==== Records provided ====

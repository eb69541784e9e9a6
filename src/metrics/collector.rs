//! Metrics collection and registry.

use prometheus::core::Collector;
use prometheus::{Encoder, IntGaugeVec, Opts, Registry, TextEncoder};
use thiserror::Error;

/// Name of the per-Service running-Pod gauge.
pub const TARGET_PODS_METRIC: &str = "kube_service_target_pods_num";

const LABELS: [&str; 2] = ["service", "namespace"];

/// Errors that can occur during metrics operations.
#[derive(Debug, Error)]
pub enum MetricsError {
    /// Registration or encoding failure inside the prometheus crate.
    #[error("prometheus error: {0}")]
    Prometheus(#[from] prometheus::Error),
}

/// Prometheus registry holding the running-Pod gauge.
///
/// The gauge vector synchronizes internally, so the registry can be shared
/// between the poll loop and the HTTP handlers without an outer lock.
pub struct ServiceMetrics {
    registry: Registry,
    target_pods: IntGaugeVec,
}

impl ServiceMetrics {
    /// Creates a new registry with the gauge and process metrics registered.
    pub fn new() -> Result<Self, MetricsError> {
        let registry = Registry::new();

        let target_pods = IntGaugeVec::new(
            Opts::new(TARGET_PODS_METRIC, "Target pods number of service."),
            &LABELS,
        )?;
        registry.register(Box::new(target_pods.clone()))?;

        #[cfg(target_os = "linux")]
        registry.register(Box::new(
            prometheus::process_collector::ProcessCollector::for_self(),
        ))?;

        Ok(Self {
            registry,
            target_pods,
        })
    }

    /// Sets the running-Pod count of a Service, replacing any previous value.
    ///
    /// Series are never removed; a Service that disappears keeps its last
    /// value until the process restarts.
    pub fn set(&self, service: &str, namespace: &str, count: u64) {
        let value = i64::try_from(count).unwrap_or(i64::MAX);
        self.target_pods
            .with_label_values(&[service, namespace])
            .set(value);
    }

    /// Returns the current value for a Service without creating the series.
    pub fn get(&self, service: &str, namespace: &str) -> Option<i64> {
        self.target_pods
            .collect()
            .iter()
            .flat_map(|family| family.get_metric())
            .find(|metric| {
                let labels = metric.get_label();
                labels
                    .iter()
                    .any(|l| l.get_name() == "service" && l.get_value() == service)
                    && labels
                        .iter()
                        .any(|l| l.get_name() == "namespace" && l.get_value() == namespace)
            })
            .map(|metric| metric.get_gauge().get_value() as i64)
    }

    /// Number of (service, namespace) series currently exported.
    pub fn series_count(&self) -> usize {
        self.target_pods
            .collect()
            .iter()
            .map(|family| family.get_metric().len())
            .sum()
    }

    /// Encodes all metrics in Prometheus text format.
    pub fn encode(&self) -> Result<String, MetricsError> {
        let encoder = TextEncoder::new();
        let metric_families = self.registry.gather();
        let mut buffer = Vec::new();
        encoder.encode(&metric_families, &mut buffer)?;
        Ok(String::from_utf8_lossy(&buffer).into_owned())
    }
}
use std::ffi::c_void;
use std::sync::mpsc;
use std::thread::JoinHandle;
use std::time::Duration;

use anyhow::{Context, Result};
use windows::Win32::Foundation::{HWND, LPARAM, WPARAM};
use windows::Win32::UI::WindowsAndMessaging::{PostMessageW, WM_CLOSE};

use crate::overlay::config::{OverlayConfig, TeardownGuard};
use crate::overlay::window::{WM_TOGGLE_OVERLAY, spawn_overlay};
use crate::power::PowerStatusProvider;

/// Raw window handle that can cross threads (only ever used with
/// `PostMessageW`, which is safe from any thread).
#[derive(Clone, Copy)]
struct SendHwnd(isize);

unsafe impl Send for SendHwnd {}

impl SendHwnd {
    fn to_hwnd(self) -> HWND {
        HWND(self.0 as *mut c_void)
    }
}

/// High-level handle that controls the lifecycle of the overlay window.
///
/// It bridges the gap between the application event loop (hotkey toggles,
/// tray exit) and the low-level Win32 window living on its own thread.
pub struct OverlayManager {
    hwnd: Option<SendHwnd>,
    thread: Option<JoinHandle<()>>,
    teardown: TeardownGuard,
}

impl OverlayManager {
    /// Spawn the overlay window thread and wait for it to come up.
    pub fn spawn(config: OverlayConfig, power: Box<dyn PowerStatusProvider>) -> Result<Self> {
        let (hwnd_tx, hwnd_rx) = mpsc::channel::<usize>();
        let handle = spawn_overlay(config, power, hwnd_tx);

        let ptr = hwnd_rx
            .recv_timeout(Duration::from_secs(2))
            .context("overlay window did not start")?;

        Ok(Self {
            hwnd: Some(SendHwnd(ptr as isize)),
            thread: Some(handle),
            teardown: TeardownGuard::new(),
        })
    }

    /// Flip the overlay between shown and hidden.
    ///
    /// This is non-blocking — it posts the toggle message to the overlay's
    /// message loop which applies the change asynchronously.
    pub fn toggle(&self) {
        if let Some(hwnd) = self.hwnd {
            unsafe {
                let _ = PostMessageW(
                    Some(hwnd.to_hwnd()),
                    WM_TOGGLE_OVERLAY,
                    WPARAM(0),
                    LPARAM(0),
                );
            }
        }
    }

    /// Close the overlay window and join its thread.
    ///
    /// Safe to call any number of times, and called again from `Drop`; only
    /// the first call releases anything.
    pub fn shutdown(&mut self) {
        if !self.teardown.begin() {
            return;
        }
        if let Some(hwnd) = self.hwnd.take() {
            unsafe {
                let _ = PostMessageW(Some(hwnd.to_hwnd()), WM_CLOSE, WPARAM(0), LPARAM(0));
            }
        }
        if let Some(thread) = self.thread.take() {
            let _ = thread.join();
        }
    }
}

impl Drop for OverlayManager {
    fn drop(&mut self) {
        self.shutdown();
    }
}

====

### Aim of the exercise
Whenever a line in the records above contains the string "take", copy that line.

### Solution
        if let Some(hwnd) = self.hwnd.take() {
        if let Some(thread) = self.thread.take() {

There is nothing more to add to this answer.